Albertine owlet
- Conservation status: Near Threatened (IUCN 3.1)

Scientific classification
- Kingdom: Animalia
- Phylum: Chordata
- Class: Aves
- Order: Strigiformes
- Family: Strigidae
- Genus: Glaucidium
- Species: G. albertinum
- Binomial name: Glaucidium albertinum Prigogine, 1983

= Albertine owlet =

- Authority: Prigogine, 1983
- Conservation status: NT

Species of owl

The Albertine owlet (Glaucidium albertinum) or Prigogine's owlet, is a small species of small owl in the family Strigidae, native to the Albertine Rift montane forests.

==Taxonomy==
Some authorities include the Albertine owlet as a subspecies of the African barred owlet, but others, including Birdlife, treat it as a separate species.

==Description==
The Albertine owlet is very similar to the African barred owlet (Glaucidium capense) and is a small, large-headed owl with no "ear-tufts". The head is heavily spotted with whitish flecks, the upper parts are maroon-brown and the mantle and back are not barred. The chin, throat and upper breasts are maroon with broad creamy bars, and the rest of the underparts are off-white with dark chestnut spots, mainly on the flanks. The tail is brown with large white spots. The eyes are pale yellow. The body length is 20 cm.

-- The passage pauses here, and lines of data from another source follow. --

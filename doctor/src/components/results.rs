use shared::{DetectionResult, format_disease_name, get_risk_icon};

use super::utils::{bullet_list, meter};
use crate::flow::{ReportForm, ReportStatus};

const ALTERNATIVES_SHOWN: usize = 3;

pub fn render_results(result: &DetectionResult) -> String {
    let mut out = String::new();

    let heading = if result.is_healthy() {
        format!("{} (no disease detected)", result.display_name())
    } else {
        result.display_name()
    };
    out.push_str(&format!("{}\n", heading));
    if let Some(filename) = &result.filename {
        out.push_str(&format!("File:       {}\n", filename));
    }
    if let Some(error) = &result.error {
        out.push_str(&format!("Error:      {}\n", error));
        return out;
    }

    out.push_str(&format!(
        "Confidence: {} {}%\n",
        meter(result.confidence),
        result.confidence_percent()
    ));
    out.push_str(&format!("Crop:       {}\n", result.crop));

    let risk = &result.risk_assessment;
    out.push_str(&format!(
        "Risk:       {} {} ({} severity)\n\n",
        get_risk_icon(&risk.overall_risk),
        risk.overall_risk,
        result.severity()
    ));
    out.push_str(&bullet_list("Risk factors", &risk.risk_factors));
    out.push_str(&bullet_list("Recommendations", &risk.recommendations));

    let info = &result.disease_info;
    if let Some(description) = &info.description {
        out.push_str(&format!("About:\n  {}\n", description));
    }
    out.push_str(&bullet_list("Symptoms", &info.symptoms));
    out.push_str(&bullet_list("Treatment", &info.solutions));
    out.push_str(&bullet_list("Prevention", &info.prevention));

    let alternatives = result.top_predictions(ALTERNATIVES_SHOWN);
    if !alternatives.is_empty() {
        out.push_str("Top predictions:\n");
        for (class, probability) in alternatives {
            out.push_str(&format!(
                "  {} {:>5.1}%  {}\n",
                meter(probability),
                probability * 100.0,
                format_disease_name(class)
            ));
        }
    }

    if let Some(explanation) = &result.explanation {
        match &explanation.error {
            Some(error) => out.push_str(&format!("Heatmap unavailable: {}\n", error)),
            None if explanation.heatmap_available => out.push_str(&format!(
                "Heatmap available ({} attention regions)\n",
                explanation.attention_regions.len()
            )),
            None => {}
        }
    }

    if let Some(supplement) = &result.supplement {
        out.push_str(&format!("Suggested supplement: {}\n", supplement.name));
        if let Some(link) = &supplement.buy_link {
            out.push_str(&format!("  Buy: {}\n", link));
        }
    }
    out
}

pub fn render_report_banner(report: &ReportForm) -> Option<String> {
    match &report.status {
        ReportStatus::Idle => None,
        ReportStatus::Submitting => Some("Reporting to the health map...".to_string()),
        ReportStatus::Succeeded { .. } => {
            Some("Disease reported to the health map. Thank you!".to_string())
        }
        ReportStatus::Failed(message) => Some(format!("! {}", message)),
    }
}
use serde::{Deserialize, Serialize};
use std::fs;
use std::io;
use std::path::{Path, PathBuf};

pub const DEFAULT_STATE: &str = "Maharashtra";
pub const DEFAULT_DISTRICT: &str = "Pune";

const SESSION_FILE: &str = "session.json";

#[derive(Debug, thiserror::Error)]
pub enum SessionError {
    #[error("Session file error: {0}")]
    Io(#[from] io::Error),
    #[error("Session data error: {0}")]
    Json(#[from] serde_json::Error),
}

#[derive(Debug, Clone, Copy, PartialEq, Serialize, Deserialize)]
pub struct Coordinates {
    pub lat: f64,
    pub lng: f64,
}

#[derive(Debug, Clone, PartialEq, Serialize, Deserialize)]
#[serde(rename_all = "camelCase")]
pub struct UserLocation {
    pub state: String,
    pub district: String,
    #[serde(default, skip_serializing_if = "Option::is_none")]
    pub coordinates: Option<Coordinates>,
}

impl Default for UserLocation {
    fn default() -> Self {
        Self {
            state: DEFAULT_STATE.to_string(),
            district: DEFAULT_DISTRICT.to_string(),
            coordinates: None,
        }
    }
}

/// Onboarding state persisted between runs.
#[derive(Debug, Clone, PartialEq, Default, Serialize, Deserialize)]
#[serde(rename_all = "camelCase")]
pub struct Session {
    #[serde(default)]
    pub is_first_time: bool,
    #[serde(default)]
    pub has_completed_onboarding: bool,
    #[serde(default, skip_serializing_if = "Option::is_none")]
    pub user_location: Option<UserLocation>,
}

impl Session {
    /// A user nobody has onboarded yet.
    pub fn first_time() -> Self {
        Self {
            is_first_time: true,
            has_completed_onboarding: false,
            user_location: None,
        }
    }

    pub fn default_path() -> PathBuf {
        dirs::config_dir()
            .or_else(dirs::home_dir)
            .unwrap_or_else(|| PathBuf::from("."))
            .join("agri-doctor")
            .join(SESSION_FILE)
    }

    /// Reads the stored session. A missing file means a first-time user,
    /// and a stored location that no longer parses is dropped.
    pub fn load(path: &Path) -> Result<Self, SessionError> {
        let raw = match fs::read_to_string(path) {
            Ok(raw) => raw,
            Err(e) if e.kind() == io::ErrorKind::NotFound => return Ok(Self::first_time()),
            Err(e) => return Err(e.into()),
        };

        let mut value: serde_json::Value = serde_json::from_str(&raw)?;
        let location = value
            .as_object_mut()
            .and_then(|fields| fields.remove("userLocation"));

        let mut session: Session = serde_json::from_value(value)?;
        session.user_location = match location {
            None | Some(serde_json::Value::Null) => None,
            Some(location) => match serde_json::from_value(location) {
                Ok(location) => Some(location),
                Err(e) => {
                    log::warn!("Ignoring unreadable saved location in {}: {}", path.display(), e);
                    None
                }
            },
        };
        Ok(session)
    }

    pub fn needs_onboarding(&self) -> bool {
        self.is_first_time && !self.has_completed_onboarding
    }

    pub fn location(&self) -> Option<&UserLocation> {
        self.user_location.as_ref()
    }

    pub fn complete_onboarding(&mut self, location: Option<UserLocation>) {
        self.user_location = Some(location.unwrap_or_default());
        self.has_completed_onboarding = true;
        self.is_first_time = false;
    }

    /// Finishes onboarding with the default location.
    pub fn skip_onboarding(&mut self) {
        self.complete_onboarding(None);
    }

    pub fn save(&self, path: &Path) -> Result<(), SessionError> {
        if let Some(parent) = path.parent() {
            fs::create_dir_all(parent)?;
        }
        fs::write(path, serde_json::to_string_pretty(self)?)?;
        log::debug!("Saved session to {}", path.display());
        Ok(())
    }

    /// Forgets everything stored for this user.
    pub fn sign_out(self, path: &Path) -> Result<Session, SessionError> {
        match fs::remove_file(path) {
            Ok(()) => {}
            Err(e) if e.kind() == io::ErrorKind::NotFound => {}
            Err(e) => return Err(e.into()),
        }
        Ok(Self::first_time())
    }
}
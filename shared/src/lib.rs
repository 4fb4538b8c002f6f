mod detection;
mod format;
mod healthmap;
mod request;

pub use detection::{
    DetectionResult, DiseaseInfo, Explanation, RiskAssessment, Supplement, extract_list,
};
pub use format::{
    Severity, SeverityColor, format_disease_name, format_file_size, get_risk_icon,
    get_severity_color, map_risk_to_severity,
};
pub use healthmap::{HEALTH_MAP_SOURCE, HealthMapReport, NEW_REPORT_STATUS, validate_pincode};
pub use request::{
    DetectionOptions, ImageUpload, MAX_BATCH_SIZE, MAX_IMAGE_SIZE, SUPPORTED_MIME_TYPES,
    ValidationError, validate_batch,
};
//! Credential storage and password authentication.
//!
//! Provides:
//! - Salted PBKDF2-HMAC-SHA256 password hashing (200k rounds, 16-byte salt)
//! - A JSON credential file mapping username to `salt$hash`, bootstrapped
//!   with a configurable default account on first run
//! - Login and change-password flows with generic, non-revealing failures

pub mod password;
pub mod store;

pub use password::{hash_password, hash_password_with_salt, verify_password};
pub use store::{
    AuthError, AuthenticatedUser, BootstrapAccount, CredentialBackend, CredentialStore,
    Credentials, FileBackend,
};
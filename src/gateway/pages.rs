//! Server-rendered HTML for the directory UI.
//!
//! Every value that reaches the markup goes through [`esc`].

use crate::records::Connection;
use quick_xml::escape::escape;
use std::borrow::Cow;

const APP_NAME: &str = "ConnectionDB";

fn esc(value: &str) -> Cow<'_, str> {
    escape(value)
}

fn base_style() -> &'static str {
    r#"
    * { margin: 0; padding: 0; box-sizing: border-box; }
    body {
        font-family: -apple-system, BlinkMacSystemFont, 'Segoe UI', Roboto, sans-serif;
        background: #f5f5f5; color: #333; padding: 24px;
    }
    .wrap { max-width: 1100px; margin: 0 auto; }
    .card {
        background: #fff; border-radius: 16px; padding: 32px;
        max-width: 440px; margin: 40px auto; box-shadow: 0 4px 24px rgba(0,0,0,0.08);
    }
    header { display: flex; justify-content: space-between; align-items: center; margin-bottom: 20px; }
    header h1 { font-size: 24px; color: #1a1a2e; }
    header h1 a { color: inherit; text-decoration: none; }
    nav a { color: #4a6cf7; text-decoration: none; margin-left: 14px; font-size: 14px; }
    nav a:hover { text-decoration: underline; }
    nav .who { font-size: 14px; color: #666; }
    .search { display: flex; gap: 8px; margin-bottom: 16px; }
    .search input { flex: 1; padding: 10px 12px; border: 1.5px solid #ddd; border-radius: 10px; font-size: 15px; }
    table { width: 100%; border-collapse: collapse; background: #fff; border-radius: 12px; overflow: hidden; }
    th, td { text-align: left; padding: 10px 12px; font-size: 14px; border-bottom: 1px solid #eee; }
    th { background: #f0f4ff; color: #1a1a2e; font-weight: 600; }
    td a { color: #4a6cf7; text-decoration: none; }
    .empty { text-align: center; color: #999; padding: 24px; }
    .form-group { margin-bottom: 16px; }
    .form-group label { display: block; font-size: 14px; font-weight: 500; margin-bottom: 6px; color: #444; }
    .form-group input {
        width: 100%; padding: 12px 14px; border: 1.5px solid #ddd;
        border-radius: 10px; font-size: 16px; outline: none; transition: border-color 0.2s;
    }
    .form-group input:focus { border-color: #4a6cf7; }
    .btn {
        padding: 12px 18px; border: none; border-radius: 10px;
        font-size: 15px; font-weight: 600; cursor: pointer;
    }
    .card .btn { width: 100%; }
    .btn-primary { background: #4a6cf7; color: #fff; }
    .btn-primary:hover { background: #3b5de7; }
    .error { background: #fff0f0; color: #d32f2f; padding: 10px 14px; border-radius: 8px; font-size: 13px; margin-bottom: 16px; }
    .success { background: #effaf1; color: #2e7d32; padding: 10px 14px; border-radius: 8px; font-size: 13px; margin-bottom: 16px; }
    .link { text-align: center; margin-top: 16px; font-size: 14px; color: #666; }
    .link a { color: #4a6cf7; text-decoration: none; }
    "#
}

fn layout(title: &str, body: &str) -> String {
    format!(
        r#"<!DOCTYPE html>
<html lang="en"><head>
<meta charset="utf-8"><meta name="viewport" content="width=device-width,initial-scale=1">
<title>{APP_NAME} - {title}</title>
<style>{style}</style>
</head><body>
{body}
</body></html>"#,
        title = esc(title),
        style = base_style(),
    )
}

fn message_html(class: &str, message: Option<&str>) -> String {
    message
        .map(|m| format!(r#"<div class="{class}">{}</div>"#, esc(m)))
        .unwrap_or_default()
}

/// Directory listing. Edit links and the add/download actions only appear
/// for a logged-in user.
pub fn render_index(records: &[(usize, Connection)], query: &str, user: Option<&str>) -> String {
    let nav = match user {
        Some(user) => format!(
            r#"<span class="who">Signed in as {}</span>
      <a href="/add">Add</a><a href="/download">Download</a>
      <a href="/change-password">Change password</a><a href="/logout">Log out</a>"#,
            esc(user)
        ),
        None => r#"<a href="/login">Log in</a>"#.to_string(),
    };

    let mut header_cells: String = crate::records::COLUMNS
        .iter()
        .map(|c| format!("<th>{}</th>", esc(c)))
        .collect();
    if user.is_some() {
        header_cells.push_str("<th></th>");
    }

    let rows = if records.is_empty() {
        let span = crate::records::COLUMNS.len() + usize::from(user.is_some());
        format!(r#"<tr><td class="empty" colspan="{span}">No connections found.</td></tr>"#)
    } else {
        records
            .iter()
            .map(|(idx, record)| render_row(*idx, record, user.is_some()))
            .collect()
    };

    let body = format!(
        r#"<div class="wrap">
  <header><h1><a href="/">{APP_NAME}</a></h1><nav>{nav}</nav></header>
  <form class="search" method="GET" action="/">
    <input type="text" name="q" value="{query}" placeholder="Search name, company, email, role...">
    <button type="submit" class="btn btn-primary">Search</button>
  </form>
  <table>
    <thead><tr>{header_cells}</tr></thead>
    <tbody>{rows}</tbody>
  </table>
</div>"#,
        query = esc(query),
    );
    layout("Connections", &body)
}

/// Only `http` and `https` links become anchors; anything else is shown as
/// text.
fn is_web_link(link: &str) -> bool {
    let link = link.trim_start();
    ["http://", "https://"].iter().any(|scheme| {
        link.get(..scheme.len())
            .is_some_and(|prefix| prefix.eq_ignore_ascii_case(scheme))
    })
}

fn render_row(idx: usize, record: &Connection, editable: bool) -> String {
    let link = if is_web_link(&record.connection_link) {
        let href = esc(&record.connection_link);
        format!(r#"<a href="{href}" rel="noopener noreferrer" target="_blank">{href}</a>"#)
    } else {
        esc(&record.connection_link).into_owned()
    };
    let edit = if editable {
        format!(r#"<td><a href="/update/{idx}">Edit</a></td>"#)
    } else {
        String::new()
    };
    format!(
        "<tr><td>{}</td><td>{}</td><td>{link}</td><td>{}</td><td>{}</td><td>{}</td>{edit}</tr>",
        esc(&record.name),
        esc(&record.company),
        esc(&record.email),
        esc(record.phone.as_deref().unwrap_or("")),
        esc(&record.role),
    )
}

pub fn render_login(next: &str, error: Option<&str>) -> String {
    let body = format!(
        r#"<div class="card">
  <header><h1>{APP_NAME}</h1></header>
  {error_html}
  <form method="POST" action="/login">
    <input type="hidden" name="next" value="{next}">
    <div class="form-group">
      <label>Username</label>
      <input type="text" name="username" required autocomplete="username">
    </div>
    <div class="form-group">
      <label>Password</label>
      <input type="password" name="password" required autocomplete="current-password">
    </div>
    <button type="submit" class="btn btn-primary">Log in</button>
  </form>
  <div class="link"><a href="/">Back to directory</a></div>
</div>"#,
        error_html = message_html("error", error),
        next = esc(next),
    );
    layout("Log in", &body)
}

/// Which record form to render.
#[derive(Debug, Clone, Copy, PartialEq, Eq)]
pub enum FormMode {
    Add,
    Update(usize),
}

pub fn render_connection_form(mode: FormMode, record: &Connection, error: Option<&str>) -> String {
    let (title, action) = match mode {
        FormMode::Add => ("Add connection".to_string(), "/add".to_string()),
        FormMode::Update(idx) => (format!("Edit connection #{idx}"), format!("/update/{idx}")),
    };
    let field = |label: &str, name: &str, kind: &str, value: &str, required: bool| {
        format!(
            r#"<div class="form-group">
      <label>{label}</label>
      <input type="{kind}" name="{name}" value="{value}"{required}>
    </div>"#,
            value = esc(value),
            required = if required { " required" } else { "" },
        )
    };
    let fields = [
        field("Name", "name", "text", &record.name, true),
        field("Company", "company", "text", &record.company, true),
        field(
            "Connection Link",
            "connection_link",
            "text",
            &record.connection_link,
            true,
        ),
        field("Email", "email", "text", &record.email, true),
        field(
            "Phone No.",
            "phone",
            "text",
            record.phone.as_deref().unwrap_or(""),
            false,
        ),
        field("Role", "role", "text", &record.role, true),
    ]
    .join("\n    ");

    let body = format!(
        r#"<div class="card">
  <header><h1>{title}</h1></header>
  {error_html}
  <form method="POST" action="{action}">
    {fields}
    <button type="submit" class="btn btn-primary">Save</button>
  </form>
  <div class="link"><a href="/">Cancel</a></div>
</div>"#,
        error_html = message_html("error", error),
    );
    layout(&title, &body)
}

pub fn render_change_password(user: &str, error: Option<&str>, success: Option<&str>) -> String {
    let body = format!(
        r#"<div class="card">
  <header><h1>Change password</h1></header>
  <p class="link">Signed in as {user}</p>
  {error_html}{success_html}
  <form method="POST" action="/change-password">
    <div class="form-group">
      <label>Current password</label>
      <input type="password" name="current" required autocomplete="current-password">
    </div>
    <div class="form-group">
      <label>New password</label>
      <input type="password" name="new_password" required autocomplete="new-password">
    </div>
    <div class="form-group">
      <label>Confirm new password</label>
      <input type="password" name="confirm" required autocomplete="new-password">
    </div>
    <button type="submit" class="btn btn-primary">Update password</button>
  </form>
  <div class="link"><a href="/">Back to directory</a></div>
</div>"#,
        user = esc(user),
        error_html = message_html("error", error),
        success_html = message_html("success", success),
    );
    layout("Change password", &body)
}

pub fn render_error(title: &str, message: &str) -> String {
    let body = format!(
        r#"<div class="card">
  <header><h1>{title}</h1></header>
  <div class="error">{message}</div>
  <div class="link"><a href="/">Back to directory</a></div>
</div>"#,
        title = esc(title),
        message = esc(message),
    );
    layout(title, &body)
}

==Distribution and habitat==
The Albertine owlet is known from just a few specimens, two were collected in the Itombwe Mountains (two specimens) and two more in forest west of Lake Edward at 1,100 m in altitude in eastern Democratic Republic of Congo, as well as one in Nyungwe Forest in western Rwanda. There has also been a sight record from Kahuzi-Biéga National Park, west of Lake Kivu in the Democratic Republic of Congo (DRC).
The Albertine owlet occurs in very open montane forest and its ecotone where there are many clearings and a dense undergrowth. It probably occurs at elevations of up to 2,500 m.

==Behaviour==
Little is known about the behaviour of the Albertine owlet. The stomach of one of the specimens contained a beetle and a grasshopper.

==Conservation status==
Deforestation and forest degradation are the most likely threats within the range of the Albertine owlet. The forest in the Itombwe Mountains and Kahuzi-Biéga National Park is under increasing pressure from agricultural clearance and grazing, timber cutting, mining and hunting. The range lies within a conflict-ridden region with thousands of refugees in camps, though this also seems to have resulted in outward emigration, leaving areas depopulated as well. More needs to be known about the biology and status of this taxon.